III. Peoples and Languages

The subcontinent has always been an enormously rich and colorful patchwork tapestry of peoples and languages reflecting millenniums of continuous interaction between indigenous peoples and institutions and foreign invaders. Modern ethnological, classical and linguistic studies have shown the interconnections between ancient Greece, the Mediterranean region, Africa, and ancient and medieval India. The Sanskrit language is closely related to Greek and Latin within the Indo-European family of languages. The three most important administrative and literary languages of the subcontinent have all been imported, namely, Sanskrit, Persian and English. Rammohan Ray (1772-1833), the great Bengali reformer, praised Sanskrit as the one world language that never needed to borrow words from any other language to convey philosophical and modern scientific ideas. Not only the language but the gods of Vedic India have their counterparts in the pantheons of ancient Greece and Rome. Ethnic and racial interconnections also cross national and cultural boundaries. Language has often been a divisive force in the subcontinent. The peoples of the subcontinent today are as much a mixture of racial and ethnic types as any other peoples anywhere in the world today. Anthropologists and sociologists from M.N. Srinivasan (The Cohesive Role of Sanskritization and Other Essays (Oxford, 1989) to Akbar S. Ahmed have studied the length and breadth of the subcontinent. Srinivasan shows that Hindu caste society has never been a rigid system but rather one that allowed for considerable mobility. Akbar S. Ahmed’s Resistance and Control in Pakistan (Routledge, 1991) stands out as one of the most important studies, indeed a model of field research, of tribal society in South Asia.
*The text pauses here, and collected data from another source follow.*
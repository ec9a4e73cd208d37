pub mod categories;
pub mod questions;
pub mod quizzes;
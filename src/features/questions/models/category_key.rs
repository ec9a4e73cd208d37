use std::fmt;

use serde::{Deserialize, Deserializer, Serialize};
use utoipa::ToSchema;

/// Category reference as stored on a question.
///
/// `questions.category` is a TEXT column holding the category id, so every
/// integer/text conversion goes through this type.
#[derive(Debug, Clone, PartialEq, Eq, Hash, Serialize, sqlx::Type, ToSchema)]
#[sqlx(transparent)]
#[serde(transparent)]
#[schema(example = "1")]
pub struct CategoryKey(String);

impl CategoryKey {
    pub fn as_str(&self) -> &str {
        &self.0
    }
}

impl From<i32> for CategoryKey {
    fn from(id: i32) -> Self {
        Self(id.to_string())
    }
}

impl fmt::Display for CategoryKey {
    fn fmt(&self, f: &mut fmt::Formatter<'_>) -> fmt::Result {
        f.write_str(&self.0)
    }
}

/// Accepts either a JSON number or a JSON string
impl<'de> Deserialize<'de> for CategoryKey {
    fn deserialize<D>(deserializer: D) -> Result<Self, D::Error>
    where
        D: Deserializer<'de>,
    {
        #[derive(Deserialize)]
        #[serde(untagged)]
        enum Raw {
            Id(i64),
            Text(String),
        }

        Ok(match Raw::deserialize(deserializer)? {
            Raw::Id(id) => Self(id.to_string()),
            Raw::Text(text) => Self(text),
        })
    }
}
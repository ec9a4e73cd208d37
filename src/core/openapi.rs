use utoipa::{Modify, OpenApi};

use crate::features::categories::{dtos as categories_dtos, handlers as categories_handlers};
use crate::features::questions::{dtos as questions_dtos, handlers as questions_handlers};
use crate::features::quizzes::{dtos as quizzes_dtos, handlers as quizzes_handlers};
use crate::shared::types::{ErrorResponse, SuccessResponse};

#[derive(OpenApi)]
#[openapi(
    paths(
        // Categories
        categories_handlers::list_categories,
        // Questions
        questions_handlers::list_questions,
        questions_handlers::create_question,
        questions_handlers::delete_question,
        questions_handlers::search_questions,
        questions_handlers::list_questions_by_category,
        // Quizzes
        quizzes_handlers::next_question,
    ),
    components(
        schemas(
            // Shared
            SuccessResponse,
            ErrorResponse,
            // Categories
            categories_dtos::CategoryResponseDto,
            categories_dtos::CategoryListResponseDto,
            // Questions
            questions_dtos::QuestionResponseDto,
            questions_dtos::CreateQuestionDto,
            questions_dtos::SearchQuestionsDto,
            questions_dtos::QuestionPageResponseDto,
            questions_dtos::QuestionSearchResponseDto,
            questions_dtos::CategoryQuestionsResponseDto,
            // Quizzes
            quizzes_dtos::QuizCategoryDto,
            quizzes_dtos::QuizRequestDto,
            quizzes_dtos::QuizResponseDto,
        )
    ),
    tags(
        (name = "categories", description = "Trivia categories"),
        (name = "questions", description = "Trivia questions: listing, search, creation and deletion"),
        (name = "quizzes", description = "Quiz play"),
    ),
    info(
        title = "Trivia API",
        version = "0.1.0",
        description = "Trivia questions, categories and quizzes",
    )
)]
pub struct ApiDoc;

/// Modifier to override OpenAPI info from config
pub struct SwaggerInfoModifier {
    pub title: String,
    pub version: String,
    pub description: String,
}

impl Modify for SwaggerInfoModifier {
    fn modify(&self, openapi: &mut utoipa::openapi::OpenApi) {
        openapi.info.title = self.title.clone();
        openapi.info.version = self.version.clone();
        openapi.info.description = Some(self.description.clone());
    }
}
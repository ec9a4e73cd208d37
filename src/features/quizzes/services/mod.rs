mod quiz_service;

pub use quiz_service::QuizService;
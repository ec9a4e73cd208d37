mod quiz_dto;

pub use quiz_dto::*;
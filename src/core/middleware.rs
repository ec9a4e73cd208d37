use axum::{
    extract::Request,
    http::{header, HeaderName, HeaderValue, Method, StatusCode},
    middleware::Next,
    response::{IntoResponse, Response},
};
use base64::prelude::*;
use std::sync::Arc;
use tower_http::cors::{AllowOrigin, Any, CorsLayer};
use tower_http::request_id::{MakeRequestId, RequestId};
use tracing::Span;
use uuid::Uuid;

use crate::core::error::AppError;
use crate::shared::constants::{CORS_ALLOW_HEADERS, CORS_ALLOW_METHODS};

/// Request ID generator using UUID v7 (time-ordered)
#[derive(Clone, Copy)]
pub struct MakeRequestUuid;

impl MakeRequestId for MakeRequestUuid {
    fn make_request_id<B>(&mut self, _request: &axum::http::Request<B>) -> Option<RequestId> {
        let id = Uuid::now_v7().to_string();
        HeaderValue::from_str(&id).ok().map(RequestId::new)
    }
}

/// Custom MakeSpan that includes request_id in the tracing span
#[derive(Clone, Debug)]
pub struct MakeSpanWithRequestId;

impl<B> tower_http::trace::MakeSpan<B> for MakeSpanWithRequestId {
    fn make_span(&mut self, request: &axum::http::Request<B>) -> Span {
        let request_id = request
            .headers()
            .get("x-request-id")
            .and_then(|v| v.to_str().ok())
            .unwrap_or("-");

        tracing::info_span!(
            "request",
            method = %request.method(),
            uri = %request.uri(),
            request_id = %request_id,
        )
    }
}

/// CORS handling for preflight and origin checks
pub fn cors_layer(allowed_origins: &[String]) -> CorsLayer {
    let cors = CorsLayer::new()
        .allow_methods([
            Method::GET,
            Method::PUT,
            Method::POST,
            Method::DELETE,
            Method::OPTIONS,
        ])
        .allow_headers([
            header::CONTENT_TYPE,
            header::AUTHORIZATION,
            HeaderName::from_static("true"),
        ]);

    // If origins list contains "*", allow any origin
    if allowed_origins.iter().any(|o| o == "*") {
        cors.allow_origin(Any)
    } else {
        let origins: Vec<HeaderValue> = allowed_origins
            .iter()
            .filter_map(|o| o.parse().ok())
            .collect();
        cors.allow_origin(AllowOrigin::list(origins))
    }
}

/// Stamp the allow-headers/allow-methods pair on every response, after the handler ran
pub async fn cors_headers_middleware(req: Request, next: Next) -> Response {
    let mut response = next.run(req).await;
    let headers = response.headers_mut();
    headers.insert(
        header::ACCESS_CONTROL_ALLOW_HEADERS,
        HeaderValue::from_static(CORS_ALLOW_HEADERS),
    );
    headers.insert(
        header::ACCESS_CONTROL_ALLOW_METHODS,
        HeaderValue::from_static(CORS_ALLOW_METHODS),
    );
    response
}

/// JSON 404 for paths no route matches
pub async fn not_found_fallback() -> AppError {
    AppError::NotFound("route not found".to_string())
}

/// JSON 405 for known paths hit with an unsupported verb
pub async fn method_not_allowed_fallback() -> AppError {
    AppError::MethodNotAllowed
}

pub fn basic_auth_middleware(
    valid_credentials: Arc<String>,
) -> impl Fn(
    Request,
    Next,
)
    -> std::pin::Pin<Box<dyn std::future::Future<Output = Result<Response, Response>> + Send>>
       + Clone {
    move |req: Request, next: Next| {
        let credentials = valid_credentials.clone();
        Box::pin(async move {
            let authorized = req
                .headers()
                .get(header::AUTHORIZATION)
                .and_then(|h| h.to_str().ok())
                .and_then(|h| h.strip_prefix("Basic "))
                .and_then(|encoded| BASE64_STANDARD.decode(encoded).ok())
                .and_then(|decoded| String::from_utf8(decoded).ok())
                .is_some_and(|creds| creds == *credentials);

            if authorized {
                return Ok(next.run(req).await);
            }

            Err((
                StatusCode::UNAUTHORIZED,
                [(header::WWW_AUTHENTICATE, "Basic realm=\"Swagger UI\"")],
                "Unauthorized",
            )
                .into_response())
        })
    }
}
More languages (over 300) are spoken in South Asia than in any other region of the world of comparable geographical size. Many of these languages are however only dialects of a “parent” language. It has been said that the languages of adjacent region are dialects but those of more distant regions are distinct languages. So Punjabi and Hindi, spoken in the adjacent states of Haryana and Uttar Pradesh would be dialects but Punjabi and Bengali, spoken in the eastern most state of West Bengal, are distinct languages. Punjabis and Bengalis have a difficult time understanding each other if at all. A Hindi speaker especially from the neighboring state of Bihar would have much less difficulty understanding a Bengali speaker from either side of the border with Bangladesh. Urdu and Hindi have been two names for the same language, in other words, with the same grammar, syntax and vocabulary. Practically the only difference (aside from minor pronunciation and syntax changes) has been that Urdu is written in Perso-Arabic script and Hindi in devanagari, the script of the Sanskrit language (“Hindi-Urdu,”Yamuna Kachru, The World’s Major Languages, ed. Bernard Comrie, 1990). The language I spoke as a child in India was Urdu-Hindi.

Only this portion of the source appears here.